* _Work to complete_
From the first line to the last, give the data again exactly.

* _The input_

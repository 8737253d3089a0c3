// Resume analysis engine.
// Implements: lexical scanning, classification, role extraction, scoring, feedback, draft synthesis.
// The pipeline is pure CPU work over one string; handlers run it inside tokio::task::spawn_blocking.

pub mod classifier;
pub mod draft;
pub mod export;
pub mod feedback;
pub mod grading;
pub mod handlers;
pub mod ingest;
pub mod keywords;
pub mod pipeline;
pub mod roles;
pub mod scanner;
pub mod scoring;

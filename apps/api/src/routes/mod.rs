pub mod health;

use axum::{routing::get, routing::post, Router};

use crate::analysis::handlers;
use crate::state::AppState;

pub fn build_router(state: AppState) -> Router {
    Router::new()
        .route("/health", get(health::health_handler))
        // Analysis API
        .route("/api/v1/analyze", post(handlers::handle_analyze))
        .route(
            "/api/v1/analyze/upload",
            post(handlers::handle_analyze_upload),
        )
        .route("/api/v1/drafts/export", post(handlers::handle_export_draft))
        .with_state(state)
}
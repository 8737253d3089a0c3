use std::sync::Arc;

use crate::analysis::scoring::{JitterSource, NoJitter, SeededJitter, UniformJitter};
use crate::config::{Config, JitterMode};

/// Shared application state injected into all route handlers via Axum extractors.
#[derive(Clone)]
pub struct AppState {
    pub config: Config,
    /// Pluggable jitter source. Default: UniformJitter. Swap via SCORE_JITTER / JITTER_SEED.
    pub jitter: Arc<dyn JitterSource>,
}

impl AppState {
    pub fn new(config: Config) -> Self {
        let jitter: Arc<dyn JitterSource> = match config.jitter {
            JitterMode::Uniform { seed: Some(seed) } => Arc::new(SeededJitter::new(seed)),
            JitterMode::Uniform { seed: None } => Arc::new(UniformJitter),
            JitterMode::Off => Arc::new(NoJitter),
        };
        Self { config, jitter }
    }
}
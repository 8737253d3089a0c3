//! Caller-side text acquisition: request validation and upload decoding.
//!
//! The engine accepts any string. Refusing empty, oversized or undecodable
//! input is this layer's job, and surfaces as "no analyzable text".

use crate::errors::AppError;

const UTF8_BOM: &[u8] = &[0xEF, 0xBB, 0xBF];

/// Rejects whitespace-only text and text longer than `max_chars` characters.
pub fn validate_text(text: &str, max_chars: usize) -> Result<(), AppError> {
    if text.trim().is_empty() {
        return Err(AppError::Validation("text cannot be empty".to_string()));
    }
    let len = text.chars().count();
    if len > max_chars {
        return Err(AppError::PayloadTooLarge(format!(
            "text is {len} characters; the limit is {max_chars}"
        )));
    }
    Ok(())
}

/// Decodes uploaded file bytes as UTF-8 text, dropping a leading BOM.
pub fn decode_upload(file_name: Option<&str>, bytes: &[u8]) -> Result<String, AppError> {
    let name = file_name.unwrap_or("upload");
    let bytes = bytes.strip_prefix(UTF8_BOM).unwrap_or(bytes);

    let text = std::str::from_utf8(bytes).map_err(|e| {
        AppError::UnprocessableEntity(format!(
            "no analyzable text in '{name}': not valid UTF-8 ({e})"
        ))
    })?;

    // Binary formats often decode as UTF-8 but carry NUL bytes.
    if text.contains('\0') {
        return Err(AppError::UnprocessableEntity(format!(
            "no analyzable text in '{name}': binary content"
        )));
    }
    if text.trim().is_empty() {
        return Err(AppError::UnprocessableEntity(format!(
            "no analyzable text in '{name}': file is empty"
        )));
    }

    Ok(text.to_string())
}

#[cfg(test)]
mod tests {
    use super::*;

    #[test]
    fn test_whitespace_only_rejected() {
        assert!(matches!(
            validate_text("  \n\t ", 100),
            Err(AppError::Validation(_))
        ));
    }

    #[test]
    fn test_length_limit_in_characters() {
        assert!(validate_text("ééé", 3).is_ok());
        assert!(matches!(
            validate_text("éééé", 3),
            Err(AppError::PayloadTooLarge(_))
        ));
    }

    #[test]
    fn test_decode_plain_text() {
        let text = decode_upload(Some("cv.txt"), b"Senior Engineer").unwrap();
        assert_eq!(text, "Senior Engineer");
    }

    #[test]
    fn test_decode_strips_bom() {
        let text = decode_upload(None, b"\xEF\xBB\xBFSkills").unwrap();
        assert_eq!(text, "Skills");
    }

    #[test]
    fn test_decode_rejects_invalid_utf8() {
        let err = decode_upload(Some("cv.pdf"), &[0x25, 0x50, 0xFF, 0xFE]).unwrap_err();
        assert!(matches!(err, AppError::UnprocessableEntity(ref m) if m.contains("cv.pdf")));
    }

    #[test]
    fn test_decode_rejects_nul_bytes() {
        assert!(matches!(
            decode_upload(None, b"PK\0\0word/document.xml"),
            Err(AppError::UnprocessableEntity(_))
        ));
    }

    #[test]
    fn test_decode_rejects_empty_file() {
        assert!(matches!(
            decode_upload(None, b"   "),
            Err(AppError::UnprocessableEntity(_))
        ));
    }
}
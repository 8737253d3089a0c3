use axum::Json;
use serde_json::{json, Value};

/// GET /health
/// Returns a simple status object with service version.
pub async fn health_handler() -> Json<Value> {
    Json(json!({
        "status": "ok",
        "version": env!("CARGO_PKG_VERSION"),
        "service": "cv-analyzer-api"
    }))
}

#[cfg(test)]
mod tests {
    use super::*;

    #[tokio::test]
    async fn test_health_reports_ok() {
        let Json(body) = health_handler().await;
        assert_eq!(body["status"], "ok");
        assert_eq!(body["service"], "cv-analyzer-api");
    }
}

* _Result of the task_
repository 8737253d3089a0c3
// Resume analysis engine.
// Implements: lexical scanning, classification, role extraction, scoring, feedback, draft synthesis.
// The pipeline is pure CPU work over one string; handlers run it inside tokio::task::spawn_blocking.

pub mod classifier;
pub mod draft;
pub mod export;
pub mod feedback;
pub mod grading;
pub mod handlers;
pub mod ingest;
pub mod keywords;
pub mod pipeline;
pub mod roles;
pub mod scanner;
pub mod scoring;

filename apps/api/src/routes/mod.rs
pub mod health;

use axum::{routing::get, routing::post, Router};

use crate::analysis::handlers;
use crate::state::AppState;

pub fn build_router(state: AppState) -> Router {
    Router::new()
        .route("/health", get(health::health_handler))
        // Analysis API
        .route("/api/v1/analyze", post(handlers::handle_analyze))
        .route(
            "/api/v1/analyze/upload",
            post(handlers::handle_analyze_upload),
        )
        .route("/api/v1/drafts/export", post(handlers::handle_export_draft))
        .with_state(state)
}
repository 8737253d3089a0c3
use std::sync::Arc;

use crate::analysis::scoring::{JitterSource, NoJitter, SeededJitter, UniformJitter};
use crate::config::{Config, JitterMode};

/// Shared application state injected into all route handlers via Axum extractors.
#[derive(Clone)]
pub struct AppState {
    pub config: Config,
    /// Pluggable jitter source. Default: UniformJitter. Swap via SCORE_JITTER / JITTER_SEED.
    pub jitter: Arc<dyn JitterSource>,
}

impl AppState {
    pub fn new(config: Config) -> Self {
        let jitter: Arc<dyn JitterSource> = match config.jitter {
            JitterMode::Uniform { seed: Some(seed) } => Arc::new(SeededJitter::new(seed)),
            JitterMode::Uniform { seed: None } => Arc::new(UniformJitter),
            JitterMode::Off => Arc::new(NoJitter),
        };
        Self { config, jitter }
    }
}
repository 8737253d3089a0c3
//! Caller-side text acquisition: request validation and upload decoding.
//!
//! The engine accepts any string. Refusing empty, oversized or undecodable
//! input is this layer's job, and surfaces as "no analyzable text".

use crate::errors::AppError;

const UTF8_BOM: &[u8] = &[0xEF, 0xBB, 0xBF];

/// Rejects whitespace-only text and text longer than `max_chars` characters.
pub fn validate_text(text: &str, max_chars: usize) -> Result<(), AppError> {
    if text.trim().is_empty() {
        return Err(AppError::Validation("text cannot be empty".to_string()));
    }
    let len = text.chars().count();
    if len > max_chars {
        return Err(AppError::PayloadTooLarge(format!(
            "text is {len} characters; the limit is {max_chars}"
        )));
    }
    Ok(())
}

/// Decodes uploaded file bytes as UTF-8 text, dropping a leading BOM.
pub fn decode_upload(file_name: Option<&str>, bytes: &[u8]) -> Result<String, AppError> {
    let name = file_name.unwrap_or("upload");
    let bytes = bytes.strip_prefix(UTF8_BOM).unwrap_or(bytes);

    let text = std::str::from_utf8(bytes).map_err(|e| {
        AppError::UnprocessableEntity(format!(
            "no analyzable text in '{name}': not valid UTF-8 ({e})"
        ))
    })?;

    // Binary formats often decode as UTF-8 but carry NUL bytes.
    if text.contains('\0') {
        return Err(AppError::UnprocessableEntity(format!(
            "no analyzable text in '{name}': binary content"
        )));
    }
    if text.trim().is_empty() {
        return Err(AppError::UnprocessableEntity(format!(
            "no analyzable text in '{name}': file is empty"
        )));
    }

    Ok(text.to_string())
}

#[cfg(test)]
mod tests {
    use super::*;

    #[test]
    fn test_whitespace_only_rejected() {
        assert!(matches!(
            validate_text("  \n\t ", 100),
            Err(AppError::Validation(_))
        ));
    }

    #[test]
    fn test_length_limit_in_characters() {
        assert!(validate_text("ééé", 3).is_ok());
        assert!(matches!(
            validate_text("éééé", 3),
            Err(AppError::PayloadTooLarge(_))
        ));
    }

    #[test]
    fn test_decode_plain_text() {
        let text = decode_upload(Some("cv.txt"), b"Senior Engineer").unwrap();
        assert_eq!(text, "Senior Engineer");
    }

    #[test]
    fn test_decode_strips_bom() {
        let text = decode_upload(None, b"\xEF\xBB\xBFSkills").unwrap();
        assert_eq!(text, "Skills");
    }

    #[test]
    fn test_decode_rejects_invalid_utf8() {
        let err = decode_upload(Some("cv.pdf"), &[0x25, 0x50, 0xFF, 0xFE]).unwrap_err();
        assert!(matches!(err, AppError::UnprocessableEntity(ref m) if m.contains("cv.pdf")));
    }

    #[test]
    fn test_decode_rejects_nul_bytes() {
        assert!(matches!(
            decode_upload(None, b"PK\0\0word/document.xml"),
            Err(AppError::UnprocessableEntity(_))
        ));
    }

    #[test]
    fn test_decode_rejects_empty_file() {
        assert!(matches!(
            decode_upload(None, b"   "),
            Err(AppError::UnprocessableEntity(_))
        ));
    }
}
repository 8737253d3089a0c3
use axum::Json;
use serde_json::{json, Value};

/// GET /health
/// Returns a simple status object with service version.
pub async fn health_handler() -> Json<Value> {
    Json(json!({
        "status": "ok",
        "version": env!("CARGO_PKG_VERSION"),
        "service": "cv-analyzer-api"
    }))
}

#[cfg(test)]
mod tests {
    use super::*;

    #[tokio::test]
    async fn test_health_reports_ok() {
        let Json(body) = health_handler().await;
        assert_eq!(body["status"], "ok");
        assert_eq!(body["service"], "cv-analyzer-api");
    }
}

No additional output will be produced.